- PROBLEM TO SOLVE -
Word for word, restate the lines of the data from the first through the one containing "server listens on.", and nothing else.

- SUPPLIED INFORMATION -
use clap::Parser;
use std::net::SocketAddr;
use std::path::PathBuf;

/// Runtime configuration. Every flag can also be set through the environment
/// (or a `.env` file).
#[derive(Debug, Clone, Parser)]
#[command(name = "gig-search", version, about = "Filterable, paginated gig search API")]
pub struct Config {
    /// Address the HTTP server listens on.
    #[arg(long, env = "GIGS_BIND", default_value = "127.0.0.1:8080")]
    pub bind: SocketAddr,

    /// JSON file with `songs` and `gigs` arrays loaded into the store at startup.
    #[arg(long, env = "GIGS_SEED_FILE")]
    pub seed_file: Option<PathBuf>,

    /// Base URL used to build each gig's `link`.
    #[arg(long, env = "GIGS_SITE_URL", default_value = "http://localhost:8080")]
    pub site_url: String,

    /// Maximum log level (trace, debug, info, warn, error).
    #[arg(long, env = "GIGS_LOG_LEVEL", default_value = "info")]
    pub log_level: tracing::Level,
}
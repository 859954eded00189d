//! Stored Record Types
//!
//! Snapshots of the records held by the store. The search pipeline only ever
//! reads them; nothing in a request mutates a record.

use serde::{Deserialize, Serialize};

/// Identifier shared by gigs and songs.
pub type PostId = u64;

/// Publication state of a record. Only `Publish` is visible to search.
#[derive(Debug, Clone, Copy, Default, Serialize, Deserialize, PartialEq, Eq, Hash)]
#[serde(rename_all = "lowercase")]
pub enum PostStatus {
    #[default]
    Publish,
    Draft,
    Pending,
    Private,
}

/// The textual attributes of a gig that filters and keyword matching know about.
#[derive(Debug, Clone, Copy, Serialize, Deserialize, PartialEq, Eq, Hash)]
#[serde(rename_all = "snake_case")]
pub enum MetaKey {
    VenueName,
    City,
    Country,
}

impl MetaKey {
    pub fn as_str(&self) -> &'static str {
        match self {
            MetaKey::VenueName => "venue_name",
            MetaKey::City => "city",
            MetaKey::Country => "country",
        }
    }
}

#[derive(Debug, Clone, Serialize, Deserialize, PartialEq, Eq)]
pub struct SongRecord {
    pub id: PostId,
    pub title: String,
}

/// A gig's reference to a song.
///
/// Seed data and older records store either the bare song id or the full
/// song object; both forms are accepted and resolved by the attribute accessor.
#[derive(Debug, Clone, Serialize, Deserialize, PartialEq, Eq)]
#[serde(untagged)]
pub enum SongRef {
    Id(PostId),
    Post(SongRecord),
}

impl SongRef {
    pub fn id(&self) -> PostId {
        match self {
            SongRef::Id(id) => *id,
            SongRef::Post(song) => song.id,
        }
    }
}

/// Custom attributes attached to a gig.
#[derive(Debug, Clone, Default, Serialize, Deserialize, PartialEq, Eq)]
pub struct GigAttributes {
    #[serde(default)]
    pub venue_name: Option<String>,
    #[serde(default)]
    pub city: Option<String>,
    #[serde(default)]
    pub country: Option<String>,
    #[serde(default)]
    pub songs: Vec<SongRef>,
}

impl GigAttributes {
    pub fn text(&self, key: MetaKey) -> Option<&str> {
        match key {
            MetaKey::VenueName => self.venue_name.as_deref(),
            MetaKey::City => self.city.as_deref(),
            MetaKey::Country => self.country.as_deref(),
        }
    }
}

#[derive(Debug, Clone, Serialize, Deserialize, PartialEq, Eq)]
pub struct GigRecord {
    pub id: PostId,
    /// Publish date, ISO 8601 (`2024-05-01T20:00:00`). Orders results.
    #[serde(default)]
    pub date: String,
    #[serde(default)]
    pub slug: String,
    #[serde(default)]
    pub status: PostStatus,
    pub title: String,
    #[serde(default)]
    pub content: String,
    #[serde(default)]
    pub excerpt: String,
    #[serde(default, alias = "acf")]
    pub attributes: GigAttributes,
}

- WORKED SOLUTION -
use clap::Parser;
use std::net::SocketAddr;
use std::path::PathBuf;

/// Runtime configuration. Every flag can also be set through the environment
/// (or a `.env` file).
#[derive(Debug, Clone, Parser)]
#[command(name = "gig-search", version, about = "Filterable, paginated gig search API")]
pub struct Config {
    /// Address the HTTP server listens on.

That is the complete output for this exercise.